3/16/23

Tomorrow is a Friday in Lent, BUT...


  

March 17 is a FRIDAY in LENT:
   a day to abstain from eating meat.

BUT  - it's also Saint Patrick's Day and in many dioceses 
(including my own, Boston)  the local bishop will dispense
Catholics from Lenten Friday abstinence - especially if
Saint Patrick happens to be the patron saint of the diocese.
 
In some dioceses, the bishop is dispensing from abstinence
from meat but suggesting/requiring some other penitential
practice in its place. Here's a fine article on this topic. 

And if your bishop isn't dispensing you - here's the usual info:

Catholics over 14 years of age 
are expected to abstain from eating meat 
on the Fridays of Lent.

For more on this topic, check out this earlier post...

Note: Individual, personal health concerns and "doctor's orders" always take precedence over regulations for fast and abstinence!
 
Fast and Abstinence In Lent

All Christians are called to special prayer, fasting and caring for the poor in the season of Lent.

Each person determines how he or she will personally live out these ancient Lenten exercises. 

In addition to personal Lenten practices, Catholics are also called to a communal practice of self-denial by abstaining from meat on Ash Wednesday, the Fridays of Lent and on Good Friday.
DISPENSATIONS?
DISPENSATIONS?

     Pastors often receive requests from parishioners asking to be “dispensed” from fast and abstinence for particular social occasions. 

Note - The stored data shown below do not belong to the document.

use utoipa::OpenApi;

use crate::dto::{
    AddSourceRequest, AddSourceResponse, ErrorResponse, HealthResponse, JobActionResponse,
    JobListResponse, JobResponse, SourceListResponse, SourceResponse, StatPointResponse,
    StatsHistoryResponse, StatsResponse,
};

#[derive(OpenApi)]
#[openapi(
    info(
        title = "scout API",
        description = "Job-listing discovery and ingestion pipeline API",
    ),
    paths(
        crate::routes::health,
        crate::routes::list_jobs,
        crate::routes::apply_job,
        crate::routes::reject_job,
        crate::routes::close_job,
        crate::routes::list_sources,
        crate::routes::add_source,
        crate::routes::stats,
        crate::routes::stats_history,
    ),
    components(schemas(
        AddSourceRequest,
        AddSourceResponse,
        ErrorResponse,
        HealthResponse,
        JobActionResponse,
        JobListResponse,
        JobResponse,
        SourceListResponse,
        SourceResponse,
        StatPointResponse,
        StatsHistoryResponse,
        StatsResponse,
    )),
    tags(
        (name = "jobs", description = "Extracted job postings"),
        (name = "sources", description = "Discovered sources"),
        (name = "stats", description = "Pipeline counters"),
        (name = "system", description = "Health"),
    )
)]
pub struct ApiDoc;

     Of course, it is precisely on such occasions that the self-denial of fast and abstinence might be most meaningful. Such a “dispensation” is not a pastor’s to give. 

     The Church tells us that in this matter individuals have freedom to excuse themselves but that, “no Catholic will lightly hold himself/herself excused from so hallowed an obligation as this penitential practice.”